The Government of India (GoI) has notified the genome sequencing of 5% of the COVID positive cases and to maintain a record of it.

About

  • The work began in January by sequencing samples of people who had a history of travel from the United Kingdom and a proportion of positive samples in the community.
  • The institutes involved in the Indian SARS-CoV-2 Genomics Consortium (INSACOG) have expertise in genome sequencing.
  • A new variant, which was found in the UK, is defined by multiple mutations in the Spike region, as well as mutations in other genomic regions. 
  • As per Department of Biotechnology (DBT), these mutations are rapidly increasing the number of variants of the virus and are more transmissible than previous ones.

Findings of DBT

  • The DBT has identified “foreign” variants namely the B.1.1.7 (first identified in the United Kingdom) and the B.1.351 (first found in South Africa) and a small number of P2 variants (from Brazil). 
  • Various labs have verified the presence of ‘double mutant’ variant B.1.617 (primarily due to two mutations E484Q and L452R – on the spike protein) in India. 
  • B.1.617 was marked as an international ‘variant of concern’ but there is no evidence yet to show that the variant is associated with increased disease severity. 
  • INSACOG labs also found that the B.1.1.7 variant, marked by increased infectivity, is distinctly more prevalent in several northern and central Indian States.

Genome Sequencing

  • A genome is a complete set of genetic instructions which are present in an organism in its DNA. Sequencing is the sequence of occurrences of the four nucleotide bases i.e., adenine (A), cytosine (C), guanine (G), and thymine (T)
  • The human genome is made up of over 3 billion of these genetic letters. The whole genome can’t be sequenced all at once because available methods of DNA sequencing can only handle short stretches of DNA at a time.
  • While human genomes are made of DNA (Deoxyribonucleic acid), a virus genome can be made of either DNA or RNA (Ribonucleic acid). Coronavirus is made of RNA. Every organism has a unique genome sequence. 
  • Genome sequencing is a technique that reads and interprets genetic information found within DNA or RNA.

Approaches for Genome Sequencing

  • There are two approaches to the task of cutting up the genome and putting it back together again. 
  • The “clone-by-clone” approach involves first breaking the genome up into relatively large chunks, called clones, about 150,000 base pairs (bp) long. Scientists use genome mapping techniques to figure out where in the genome each clone belongs. 
  • Next they cut each clone into smaller, overlapping pieces the right size for sequencing—about 500 BP each. Finally, they sequence the pieces and use the overlaps to reconstruct the sequence of the whole clone.
  • The “whole-genome shotgun” method involves breaking the genome up into small pieces, sequencing the pieces, and reassembling the pieces into the full genome sequence.

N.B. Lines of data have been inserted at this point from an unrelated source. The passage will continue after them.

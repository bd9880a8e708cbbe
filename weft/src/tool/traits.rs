//! The streaming tool-executor contract.

use std::fmt;
use std::pin::Pin;
use std::sync::Arc;

use futures::Stream;
use futures::future::BoxFuture;
use serde_json::Value;

use super::{AgentToolResult, ToolCall, ToolDefinition};
use crate::context::{AgentRunId, RunContext};
use crate::event::AgentEvent;
use crate::message::Message;

/// One item yielded by a tool executor: events while working, then exactly one
/// terminal result.
#[derive(Debug)]
pub enum ToolItem {
    /// An event to forward onto the run stream.
    Event(AgentEvent),
    /// The terminal value; the stream ends after yielding this.
    Done(AgentToolResult),
}

/// A boxed stream of tool items.
pub type ToolStream = Pin<Box<dyn Stream<Item = ToolItem> + Send>>;

/// Everything a tool executor gets to see about the run invoking it.
#[derive(Debug, Clone)]
pub struct ExecutionContext {
    /// The run context; executors are expected to observe its abort flag.
    pub ctx: RunContext,
    /// State id of the invoking run.
    pub state_id: AgentRunId,
    /// Manifest id of the invoking agent.
    pub manifest_id: String,
    /// Manifest id of the invoking agent's parent, if nested.
    pub parent_manifest_id: Option<String>,
    /// The step that requested this call.
    pub step_number: u32,
    /// Conversation at the time of the call.
    pub messages: Arc<Vec<Message>>,
}

/// A tool the step loop can dispatch.
///
/// Executors are streaming: [`execute`](Self::execute) returns a lazy sequence
/// of [`ToolItem`]s ending in a [`ToolItem::Done`]. Implementations must honor
/// the execution context's abort flag; they are not force-killed.
pub trait AgentTool: Send + Sync {
    /// The declarative definition shown to the model.
    fn definition(&self) -> ToolDefinition;

    /// Execute one call.
    fn execute(&self, call: ToolCall, exec: ExecutionContext) -> ToolStream;

    /// Release any resources the tool holds (client handles, subprocesses).
    ///
    /// Called once per run from the envelope's cleanup phase.
    fn cleanup(&self) -> BoxFuture<'static, ()> {
        Box::pin(async {})
    }
}

/// Closure-backed tool for simple executors and tests.
///
/// The closure receives the call arguments and resolves to either a value or a
/// model-visible error message.
#[derive(Clone)]
pub struct FnTool {
    definition: ToolDefinition,
    #[allow(clippy::type_complexity)]
    f: Arc<dyn Fn(Value) -> BoxFuture<'static, Result<Value, String>> + Send + Sync>,
}

impl FnTool {
    /// Create a tool from a definition and an async closure.
    pub fn new<F, Fut>(definition: ToolDefinition, f: F) -> Self
    where
        F: Fn(Value) -> Fut + Send + Sync + 'static,
        Fut: Future<Output = Result<Value, String>> + Send + 'static,
    {
        Self {
            definition,
            f: Arc::new(move |args| Box::pin(f(args))),
        }
    }
}

impl fmt::Debug for FnTool {
    fn fmt(&self, f: &mut fmt::Formatter<'_>) -> fmt::Result {
        f.debug_struct("FnTool")
            .field("name", &self.definition.name)
            .finish_non_exhaustive()
    }
}

impl AgentTool for FnTool {
    fn definition(&self) -> ToolDefinition {
        self.definition.clone()
    }

    fn execute(&self, call: ToolCall, _exec: ExecutionContext) -> ToolStream {
        let fut = (self.f)(call.args);
        Box::pin(async_stream::stream! {
            let result = match fut.await {
                Ok(value) => AgentToolResult::success(value),
                Err(message) => AgentToolResult::error(message),
            };
            yield ToolItem::Done(result);
        })
    }
}
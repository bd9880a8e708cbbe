//! Error types for the execution core.
//!
//! One variant per failure kind the executor distinguishes. Tool failures are
//! deliberately *not* represented here as run failures: a tool error becomes a
//! model-visible tool-result part, and only surfaces as [`Error::Tool`] when a
//! collaborator needs to report it out of band.

use thiserror::Error;

use crate::context::AgentRunId;

/// A type alias for `Result<T, Error>`.
pub type Result<T, E = Error> = std::result::Result<T, E>;

/// The main error type for agent run operations.
#[derive(Debug, Error)]
#[non_exhaustive]
pub enum Error {
    /// The input to an operation was malformed or inconsistent.
    #[error("validation error: {message}")]
    Validation {
        /// What was wrong with the input.
        message: String,
    },

    /// A state snapshot or suspension target could not be found.
    #[error("not found: {what}")]
    NotFound {
        /// Description of the missing entity.
        what: String,
    },

    /// Authentication failure passed through from a collaborator.
    #[error("unauthorized: {message}")]
    Unauthorized {
        /// The underlying message.
        message: String,
    },

    /// Authorization failure passed through from a collaborator.
    #[error("forbidden: {message}")]
    Forbidden {
        /// The underlying message.
        message: String,
    },

    /// The run exceeded its execution-time budget.
    #[error("agent timed out after {elapsed_ms}ms (budget {timeout_ms}ms)")]
    Timeout {
        /// Total execution time accumulated across resumes.
        elapsed_ms: u64,
        /// The configured budget.
        timeout_ms: u64,
    },

    /// The streaming LLM provider reported an error.
    #[error("provider error: {message}")]
    Provider {
        /// The underlying message.
        message: String,
    },

    /// A tool reported an error out of band.
    ///
    /// Inside the step loop tool failures are folded into tool-result parts
    /// instead; this variant exists for collaborators that must surface one.
    #[error("tool '{tool_name}' failed: {message}")]
    Tool {
        /// Name of the failing tool.
        tool_name: String,
        /// The underlying message.
        message: String,
    },

    /// Another executor holds the run lock for this state.
    #[error("run {run_id} is already being executed")]
    LockBusy {
        /// The contested run.
        run_id: AgentRunId,
    },

    /// A manifest hook returned an error.
    #[error("hook '{hook}' failed: {message}")]
    Hook {
        /// Which hook failed.
        hook: &'static str,
        /// The underlying message.
        message: String,
    },

    /// The output tool's arguments stayed invalid past the retry budget.
    #[error("output validation failed after {retries} retries: {message}")]
    OutputValidation {
        /// Retries consumed before giving up.
        retries: u32,
        /// The last validation failure.
        message: String,
    },

    /// The blob storage service failed.
    #[error("storage error: {message}")]
    Storage {
        /// The underlying message.
        message: String,
    },

    /// JSON serialization/deserialization error.
    #[error("serialization error: {0}")]
    Serialization(#[from] serde_json::Error),

    /// Unexpected internal failure.
    #[error("internal error: {message}")]
    Internal {
        /// The underlying message.
        message: String,
    },
}

impl Error {
    /// Create a validation error.
    pub fn validation(message: impl Into<String>) -> Self {
        Self::Validation {
            message: message.into(),
        }
    }

    /// Create a not-found error.
    pub fn not_found(what: impl Into<String>) -> Self {
        Self::NotFound { what: what.into() }
    }

    /// Create a provider error.
    pub fn provider(message: impl Into<String>) -> Self {
        Self::Provider {
            message: message.into(),
        }
    }

    /// Create a tool error.
    pub fn tool(tool_name: impl Into<String>, message: impl Into<String>) -> Self {
        Self::Tool {
            tool_name: tool_name.into(),
            message: message.into(),
        }
    }

    /// Create a hook error for the named hook.
    pub fn hook(hook: &'static str, message: impl Into<String>) -> Self {
        Self::Hook {
            hook,
            message: message.into(),
        }
    }

    /// Create a storage error.
    pub fn storage(message: impl Into<String>) -> Self {
        Self::Storage {
            message: message.into(),
        }
    }

    /// Create an internal error.
    pub fn internal(message: impl Into<String>) -> Self {
        Self::Internal {
            message: message.into(),
        }
    }

    /// Stable machine-readable code, carried by `agent-error` events.
    #[must_use]
    pub const fn code(&self) -> &'static str {
        match self {
            Self::Validation { .. } => "validation_error",
            Self::NotFound { .. } => "not_found",
            Self::Unauthorized { .. } => "unauthorized",
            Self::Forbidden { .. } => "forbidden",
            Self::Timeout { .. } => "timeout",
            Self::Provider { .. } => "provider_error",
            Self::Tool { .. } => "tool_error",
            Self::LockBusy { .. } => "lock_busy",
            Self::Hook { .. } => "hook_error",
            Self::OutputValidation { .. } => "output_validation",
            Self::Storage { .. } => "storage_error",
            Self::Serialization(_) => "serialization_error",
            Self::Internal { .. } => "internal_error",
        }
    }

    /// Whether this error is the timeout kind.
    #[must_use]
    pub const fn is_timeout(&self) -> bool {
        matches!(self, Self::Timeout { .. })
    }
}

#[cfg(test)]
mod tests {
    use super::*;

    #[test]
    fn codes_are_stable() {
        assert_eq!(Error::validation("bad").code(), "validation_error");
        assert_eq!(
            Error::Timeout {
                elapsed_ms: 1200,
                timeout_ms: 1000
            }
            .code(),
            "timeout"
        );
        assert_eq!(Error::provider("boom").code(), "provider_error");
    }

    #[test]
    fn timeout_message_carries_budget() {
        let err = Error::Timeout {
            elapsed_ms: 1200,
            timeout_ms: 1000,
        };
        assert!(err.is_timeout());
        assert!(err.to_string().contains("1200ms"));
        assert!(err.to_string().contains("1000ms"));
    }
}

Image Courtesy: Thinglinks

Significance of Genome Sequencing

  • Understands the Virus: The purpose of genome sequencing is to understand the role of certain mutations in increasing the virus’s infectivity. Some mutations explain immune escape or the virus’s ability to evade antibodies which has consequences for vaccines.
  • Studying Efficacy: It helps in studying whether the vaccines developed so far are effective against such mutant strains of the virus and if can prevent re­infection and transmission. 
  • Tracing Mutations: Sequencing of the genomes of viral strains is important from a “know-thy-enemy” point of view as it becomes easier to trace the mutations. Scientists can find mutations much more easily and quickly.
  • Developing Vaccines: Knowledge generated through the vital research assists in developing diagnostics and potential therapeutics and vaccines now and for the potential diseases in the future.
  • Vital Information: important information and findings can be derived from the Genome sequencing of those who tested positive for COVID.

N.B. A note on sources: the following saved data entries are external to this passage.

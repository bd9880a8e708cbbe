//! The streaming-completion gateway contract.
//!
//! The execution core never talks to an LLM provider directly; it hands a
//! [`CompletionRequest`] to a [`CompletionsGateway`] and consumes the
//! resulting stream of [`StreamPart`]s. Provider adapters live behind this
//! trait. [`MockGateway`] is the scripted implementation the tests drive.

pub mod mock;

pub use mock::MockGateway;

use std::pin::Pin;

use async_trait::async_trait;
use futures::Stream;
use serde::{Deserialize, Serialize};
use serde_json::Value;

use crate::context::RunContext;
use crate::error::Result;
use crate::message::Message;
use crate::stream::StreamPart;
use crate::tool::ToolDefinition;

/// A boxed stream of provider parts.
pub type PartStream = Pin<Box<dyn Stream<Item = Result<StreamPart>> + Send>>;

/// Which provider and model a manifest runs against.
#[derive(Debug, Clone, PartialEq, Serialize, Deserialize)]
pub struct ProviderConfig {
    /// Provider name, e.g. `openai`.
    pub name: String,
    /// Model identifier, e.g. `gpt-4o`.
    pub model: String,
    /// Provider-specific settings passed through opaquely.
    #[serde(default, skip_serializing_if = "Value::is_null")]
    pub settings: Value,
}

impl ProviderConfig {
    /// Create a provider config without extra settings.
    pub fn new(name: impl Into<String>, model: impl Into<String>) -> Self {
        Self {
            name: name.into(),
            model: model.into(),
            settings: Value::Null,
        }
    }
}

/// How the model may pick tools for one step.
#[derive(Debug, Clone, PartialEq, Eq, Default, Serialize, Deserialize)]
#[serde(tag = "type", rename_all = "snake_case")]
pub enum ToolChoice {
    /// The model decides freely.
    #[default]
    Auto,
    /// The model must not call tools.
    None,
    /// The model must call at least one tool.
    Required,
    /// The model must call the named tool.
    Tool {
        /// The required tool.
        name: String,
    },
}

/// A tool as presented to the provider, with its approval gating resolved.
#[derive(Debug, Clone, PartialEq, Serialize, Deserialize)]
pub struct ToolDescriptor {
    /// The declarative definition.
    pub definition: ToolDefinition,
    /// Whether calls to this tool must be routed through human approval.
    pub requires_approval: bool,
}

/// One streaming-completion request; always bounded to a single step.
#[derive(Debug, Clone)]
pub struct CompletionRequest {
    /// Conversation so far.
    pub messages: Vec<Message>,
    /// Tools available this step.
    pub tools: Vec<ToolDescriptor>,
    /// The request stops after this many model steps. Always 1 in the loop.
    pub stop_after_steps: u32,
    /// Tool-choice override for this step.
    pub tool_choice: Option<ToolChoice>,
    /// Restrict the model to this subset of tool names.
    pub active_tools: Option<Vec<String>>,
}

/// A streaming LLM endpoint.
#[async_trait]
pub trait CompletionsGateway: Send + Sync {
    /// Open a streaming completion.
    ///
    /// Implementations must honor the context's abort flag: once the run is
    /// aborted the stream should end with a provider error rather than
    /// continue producing parts.
    ///
    /// # Errors
    ///
    /// Returns a provider error when the completion cannot be opened.
    async fn stream_completion(
        &self,
        ctx: &RunContext,
        provider: &ProviderConfig,
        request: CompletionRequest,
    ) -> Result<PartStream>;
}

Challenges in Genome Sequencing in India

  • Very High target: The aim was to sequence at least 5% of the samples, the minimum required to keep track of the virus variants. This has so far been only around 1%, primarily due to insufficient reagents and tools necessary to scale up the process. 
  • Low Capacity: The ten laboratories together have a capacity to sequence about 30,000 samples a month, or 1,000 a day, six times less than what is needed to meet the target.
  • Fund crunch: Funding is being delayed repeatedly. INSACOG asked for Rs 100 crore; but it was not until March that any funding arrived and it received Rs 70 crore.
  • Sample Collection: The healthcare system is already over stretched and this is one additional task for them to sort and package samples and RNA preparations regularly for shipping in a cold chain to sequencing centres along with recording extensive metadata to make sequence information useful.
  • Dependence on Imports: The process of genome sequencing slowed down due to the Atma Nirbhar scheme which banned imports of goods worth less than Rs 200 crore to promote local procurement. Even after the exemption, some special plastics inadvertently remained within the import ban affecting the process.
  • International aspect: The poor progress in genome sequencing also affects India’s image abroad, as all countries are required to upload data into a common global repository, called the ‘Global Initiative on Sharing all Influenza data’, or GISAID.

Way Forward

  • The Number of laboratories should be increased to get the research going at the speed required. The Union Health Minister has announced the opening of 17 more laboratories for the same.
  • The data collected from genome sequencing of the virus will further aid in studying linkages between the variants and epidemiological waves (super-spreader events, outbreaks) of the virus.

Comparison of DNA and RNA

As both DNA and RNA are used to store genetic information but there are clear differences between them. The following table summarizes the key points:

Comparison

DNA

RNA

Function

Long-term storage of genetic information; transmission of genetic information to make other cells and new organisms.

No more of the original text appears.